Issue 26

Hitting the wall

runnersLate January 1993 found me sitting on a chair in my underwear on the patio at three in the morning, the wind howling and the temperature down to minus four. I was still burning up and sweating profusely. I should have known things weren't quite right.

Two days later I managed to stumble painfully out of bed, every bone in my body screaming out in agony to get to the phone. The next thing I remember was waking in up in intensive care. Hooked up to drips and monitors and surrounded by people in white coats I knew this was serious.

I vaguely recall a priest next to my bed solemnly praying and talk of wills and the poor children.

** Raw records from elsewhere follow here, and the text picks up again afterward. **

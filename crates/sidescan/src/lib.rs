//! Pseudo-sidescan reconstruction from per-beam snippet samples.
//!
//! Each snippet record carries a window of raw amplitude samples around
//! every beam's bottom detection. Laying those samples out along the
//! across-track axis at a common pixel size produces a sidescan-like image
//! row per ping. The pixel size adapts to the terrain: wide enough that the
//! swath fits the pixel budget, never finer than what the outermost grazing
//! geometry can support, and rate-limited between pings so the image does
//! not flicker.

use codec::sonar::BeamData;
use log::debug;
use ping::{BeamClass, ResolvedPing};

/// Tuning for the reconstruction.
#[derive(Debug, Clone)]
pub struct SidescanConfig {
    /// Across-track pixel count of every output row.
    pub pixels: usize,
    /// Half of the angular swath the pixel budget must span, radians.
    pub half_angle: f64,
    /// Grazing-angle floor used to clamp the pixel size, radians.
    pub min_grazing: f64,
    /// Receiver beamwidth used for footprint estimates, radians.
    pub beamwidth: f64,
    /// Longest run of empty pixels that gap interpolation may fill.
    pub max_interp_gap: usize,
}

impl Default for SidescanConfig {
    fn default() -> Self {
        SidescanConfig {
            pixels: 1024,
            half_angle: 60.0_f64.to_radians(),
            min_grazing: 0.1_f64.to_radians(),
            beamwidth: 2.5_f64.to_radians(),
            max_interp_gap: 10,
        }
    }
}

/// One reconstructed image row.
#[derive(Debug, Clone, PartialEq)]
pub struct SidescanRow {
    pub time_d: f64,
    /// Across-track meters per pixel used for this row.
    pub pixel_size: f64,
    /// Mean amplitude per across-track bin; `None` where nothing mapped.
    pub amplitude: Vec<Option<f32>>,
    /// Mean alongtrack offset of the samples in each occupied bin, meters.
    pub alongtrack: Vec<f32>,
}

impl SidescanRow {
    fn empty(time_d: f64, pixel_size: f64, pixels: usize) -> Self {
        SidescanRow {
            time_d,
            pixel_size,
            amplitude: vec![None; pixels],
            alongtrack: vec![0.0; pixels],
        }
    }

    pub fn occupied(&self) -> usize {
        self.amplitude.iter().filter(|a| a.is_some()).count()
    }
}

/// Per-file reconstruction state: the smoothed pixel size survives across
/// pings.
#[derive(Debug)]
pub struct Reconstructor {
    config: SidescanConfig,
    pixel_size: f64,
}

impl Reconstructor {
    pub fn new(config: SidescanConfig) -> Self {
        Reconstructor {
            config,
            pixel_size: 0.0,
        }
    }

    pub fn pixel_size(&self) -> f64 {
        self.pixel_size
    }

    /// Median height of the good soundings above the sensor track, i.e.
    /// the water column the swath geometry is built on.
    fn median_good_height(ping: &ResolvedPing) -> Option<f64> {
        let mut heights: Vec<f64> = ping
            .beams
            .iter()
            .filter(|b| b.class == BeamClass::Good)
            .map(|b| b.depth - ping.sonar_depth)
            .filter(|&h| h > 0.0)
            .collect();
        if heights.is_empty() {
            return None;
        }
        heights.sort_by(|a, b| a.partial_cmp(b).expect("depths are finite"));
        Some(heights[heights.len() / 2])
    }

    /// Picks the pixel size for this ping: the swath-filling value clamped
    /// by the grazing floor, then rate-limited to 5% movement per ping.
    /// The first ping's computed value is taken as-is.
    fn update_pixel_size(&mut self, median_height: f64) -> f64 {
        let cfg = &self.config;
        let mut calc = 2.0 * cfg.half_angle.tan() * median_height / cfg.pixels as f64;
        calc = calc.max(median_height * cfg.min_grazing.sin());
        if self.pixel_size <= 0.0 {
            self.pixel_size = calc;
        } else if calc < 0.95 * self.pixel_size {
            self.pixel_size *= 0.95;
        } else if calc > 1.05 * self.pixel_size {
            self.pixel_size *= 1.05;
        } else {
            self.pixel_size = calc;
        }
        self.pixel_size
    }

    /// Builds one image row. Beams without a good detection or without a
    /// snippet contribute nothing; a ping with no usable beam yields an
    /// empty row.
    pub fn reconstruct(
        &mut self,
        ping: &ResolvedPing,
        beam_data: &BeamData,
        sample_rate: f64,
    ) -> SidescanRow {
        let pixels = self.config.pixels;
        let median_height = match Self::median_good_height(ping) {
            Some(h) => h,
            None => {
                debug!("ping {}: no good beams, empty sidescan row", ping.ping_number);
                return SidescanRow::empty(ping.time_d, self.pixel_size, pixels);
            }
        };
        let pixel_size = self.update_pixel_size(median_height);

        // Raw sample spacing from the receiver clock.
        let ss_spacing = if sample_rate > 0.0 {
            0.5 * ping.sound_speed / sample_rate
        } else {
            0.0
        };

        let mut sum = vec![0.0f64; pixels];
        let mut along = vec![0.0f64; pixels];
        let mut count = vec![0u32; pixels];

        for snippet in &beam_data.snippets {
            let i = snippet.beam_number as usize;
            let beam = match ping.beams.get(i) {
                Some(b) if b.class == BeamClass::Good => b,
                _ => continue,
            };
            let nsamples = snippet.amplitude.len();
            if nsamples == 0 {
                continue;
            }
            let height = (beam.depth - ping.sonar_depth).max(0.01);
            let slant = (height * height + beam.acrosstrack * beam.acrosstrack).sqrt();
            // Angle of the beam from vertical at the seafloor.
            let angle = beam.acrosstrack.atan2(height);
            let beam_foot = slant * self.config.beamwidth.sin() / angle.cos().abs().max(1e-6);
            let sint = angle.sin().abs();
            // Spread the snippet over the beam footprint unless the raw
            // sample spacing already covers more ground.
            let spacing = if sint < nsamples as f64 * ss_spacing / beam_foot {
                beam_foot / nsamples as f64
            } else {
                ss_spacing / sint.max(1e-6)
            };
            let spacing = if beam.acrosstrack < 0.0 { -spacing } else { spacing };

            let center = (nsamples as f64 - 1.0) / 2.0;
            for (j, &amp) in snippet.amplitude.iter().enumerate() {
                let xtrack = beam.acrosstrack + spacing * (j as f64 - center);
                let bin = (pixels as f64 / 2.0 + xtrack / pixel_size).round();
                if bin < 0.0 || bin >= pixels as f64 {
                    continue;
                }
                let bin = bin as usize;
                sum[bin] += amp as f64;
                along[bin] += beam.alongtrack;
                count[bin] += 1;
            }
        }

        let mut row = SidescanRow::empty(ping.time_d, pixel_size, pixels);
        for i in 0..pixels {
            if count[i] > 0 {
                row.amplitude[i] = Some((sum[i] / count[i] as f64) as f32);
                row.alongtrack[i] = (along[i] / count[i] as f64) as f32;
            }
        }
        interpolate_gaps(&mut row, self.config.max_interp_gap);
        row
    }
}

/// Fills empty pixel runs bracketed by occupied pixels, linearly, when the
/// run is no longer than `max_gap`. Runs touching the row edges stay empty.
fn interpolate_gaps(row: &mut SidescanRow, max_gap: usize) {
    if max_gap == 0 {
        return;
    }
    let n = row.amplitude.len();
    let mut left: Option<usize> = None;
    let mut i = 0;
    while i < n {
        if row.amplitude[i].is_some() {
            left = Some(i);
            i += 1;
            continue;
        }
        // Scan the vacancy run.
        let start = i;
        while i < n && row.amplitude[i].is_none() {
            i += 1;
        }
        let (l, r) = match (left, if i < n { Some(i) } else { None }) {
            (Some(l), Some(r)) => (l, r),
            _ => continue,
        };
        let gap = r - l - 1;
        if gap > max_gap {
            continue;
        }
        let a0 = row.amplitude[l].expect("left edge occupied") as f64;
        let a1 = row.amplitude[r].expect("right edge occupied") as f64;
        let g0 = row.alongtrack[l] as f64;
        let g1 = row.alongtrack[r] as f64;
        for k in (start..r).filter(|&k| k > l) {
            let frac = (k - l) as f64 / (r - l) as f64;
            row.amplitude[k] = Some((a0 + frac * (a1 - a0)) as f32);
            row.alongtrack[k] = (g0 + frac * (g1 - g0)) as f32;
        }
    }
}

#[cfg(test)]
mod tests {
    use super::*;
    use codec::sonar::Snippet;
    use ping::{BeamClass, ResolvedBeam, ResolvedPing};

    fn beam(acrosstrack: f64, depth: f64, class: BeamClass) -> ResolvedBeam {
        ResolvedBeam {
            class,
            quality: if class == BeamClass::Good { 0x2F } else { 0 },
            range_secs: 0.1,
            depth,
            acrosstrack,
            alongtrack: 0.0,
            pointing_angle: 0.0,
            azimuth_angle: 0.0,
        }
    }

    fn ping_with(beams: Vec<ResolvedBeam>) -> ResolvedPing {
        ResolvedPing {
            ping_number: 1,
            multi_ping: 0,
            time_d: 100.0,
            longitude: 0.0,
            latitude: 0.0,
            heading: 0.0,
            speed: 0.0,
            sonar_depth: 0.0,
            altitude: 50.0,
            roll: 0.0,
            pitch: 0.0,
            heave: 0.0,
            sound_speed: 1500.0,
            beams,
        }
    }

    fn snippet(beam_number: u16, amplitude: Vec<u16>) -> Snippet {
        let n = amplitude.len() as u32;
        Snippet {
            beam_number,
            begin_sample: 100,
            end_sample: 100 + n - 1,
            amplitude,
            phase: vec![],
        }
    }

    fn beam_data(snippets: Vec<Snippet>) -> BeamData {
        BeamData {
            ping_number: 1,
            sample_type: 0x0002,
            snippets,
            ..Default::default()
        }
    }

    #[test]
    fn no_good_beams_yields_empty_row() {
        let mut r = Reconstructor::new(SidescanConfig::default());
        let ping = ping_with(vec![beam(0.0, 50.0, BeamClass::Null)]);
        let row = r.reconstruct(&ping, &beam_data(vec![snippet(0, vec![5])]), 10000.0);
        assert_eq!(row.occupied(), 0);
    }

    #[test]
    fn single_sample_lands_at_beam_position() {
        let cfg = SidescanConfig {
            max_interp_gap: 0,
            ..Default::default()
        };
        let pixels = cfg.pixels;
        let mut r = Reconstructor::new(cfg);
        let ping = ping_with(vec![beam(0.0, 50.0, BeamClass::Good)]);
        let row = r.reconstruct(&ping, &beam_data(vec![snippet(0, vec![42])]), 10000.0);
        assert_eq!(row.occupied(), 1);
        assert_eq!(row.amplitude[pixels / 2], Some(42.0));
    }

    #[test]
    fn pixel_size_moves_at_most_five_percent() {
        let mut r = Reconstructor::new(SidescanConfig::default());
        let ping = ping_with(vec![beam(0.0, 50.0, BeamClass::Good)]);
        r.reconstruct(&ping, &beam_data(vec![snippet(0, vec![1])]), 10000.0);
        let first = r.pixel_size();
        assert!(first > 0.0);

        // Twice the depth wants twice the pixel size, but gets only +5%.
        let deeper = ping_with(vec![beam(0.0, 100.0, BeamClass::Good)]);
        r.reconstruct(&deeper, &beam_data(vec![snippet(0, vec![1])]), 10000.0);
        assert!((r.pixel_size() - 1.05 * first).abs() < 1e-12);
    }

    #[test]
    fn short_gaps_interpolate_long_gaps_stay_null() {
        let mut row = SidescanRow::empty(0.0, 1.0, 16);
        row.amplitude[2] = Some(10.0);
        row.amplitude[5] = Some(40.0); // gap of 2
        row.amplitude[12] = Some(100.0); // gap of 6
        interpolate_gaps(&mut row, 3);
        assert_eq!(row.amplitude[3], Some(20.0));
        assert_eq!(row.amplitude[4], Some(30.0));
        assert_eq!(row.amplitude[8], None);
        // Edges never interpolate.
        assert_eq!(row.amplitude[0], None);
        assert_eq!(row.amplitude[15], None);
    }

    #[test]
    fn port_and_starboard_separate() {
        let cfg = SidescanConfig {
            max_interp_gap: 0,
            ..Default::default()
        };
        let pixels = cfg.pixels;
        let mut r = Reconstructor::new(cfg);
        let ping = ping_with(vec![
            beam(-40.0, 50.0, BeamClass::Good),
            beam(40.0, 50.0, BeamClass::Good),
        ]);
        let row = r.reconstruct(
            &ping,
            &beam_data(vec![snippet(0, vec![10]), snippet(1, vec![20])]),
            10000.0,
        );
        let port: Vec<usize> = (0..pixels / 2).filter(|&i| row.amplitude[i].is_some()).collect();
        let stbd: Vec<usize> = (pixels / 2..pixels)
            .filter(|&i| row.amplitude[i].is_some())
            .collect();
        assert_eq!(port.len(), 1);
        assert_eq!(stbd.len(), 1);
        assert_eq!(row.amplitude[port[0]], Some(10.0));
        assert_eq!(row.amplitude[stbd[0]], Some(20.0));
    }
}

Somehow I pulled through those darks days, due to my youngish age and being very fit. Several months of barrier nursing, doctors scratching their heads and now down to under ten stone I was transferred to Frenchay hospital for a last chance operation.

Frenchay was at least fifty years old, the wards typical of the fifties, stark and meticulously lined up as if they were on a parade ground awaiting inspection. I made acquaintance with the patient in the next bed, in the morning his bed was empty. He didn't make it through the night. It was that type of ward.

The night before my operation I made a pledge to myself that if I got through this I would get fit again and run a marathon.

The operation went well albeit minus half of one lung. Rehabilitation was painfully slow but my goal to run a marathon became all consuming. The first objective was to walk to the park a distance of one hundred metres without stopping. I built up from there to a quick walk around the park, then a jog and a walk. Then came my first run, my lungs bursting, and legs feeling as if they were made of lead, but I did it.

After a number of ten kilometre, ten mile and half marathon races it was time to apply for the marathon. The big day arrived and I lined up with many others as the famous footballer Stanley Matthews set us off on the Potteries marathon. I quickly got into my stride and completed the half way stage in less than one hour and forty minutes. I thought this is easy. Then at twenty one miles I felt that I was wearing a diving suit, every stride was difficult and I suddenly felt very cold and clammy. I had hit the wall; it was true what experienced runners had told me. "I will get through this" I kept telling myself, visions coming to me of being seriously ill in bed before the operation at Frenchay hospital.

I finished the run in three hours and fifty four minutes. I was euphoric, I had achieved my goal.

I'm now back in training for further running events {subject to injuries!} as I ease out of another difficult time in my life. It seems that long distance running is a cathartic process on the road to recovery. Try it, it may help you too.